Brief: Say how many lines of the material below contain the word "board", with no other words.

Excerpted records:
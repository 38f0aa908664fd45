/// Log through the `log` facade when the `logging` feature is enabled;
/// expands to nothing otherwise.
macro_rules! log_event {
    ($level:ident, $($arg:tt)+) => {
        #[cfg(feature = "logging")]
        log::$level!($($arg)+);
    };
}
pub(crate) use log_event;

pub mod board;
pub mod cli;

pub use board::{AlgebraicPosition, ChessMatch, Color, MatchError, Piece, PieceKind};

Your response: 2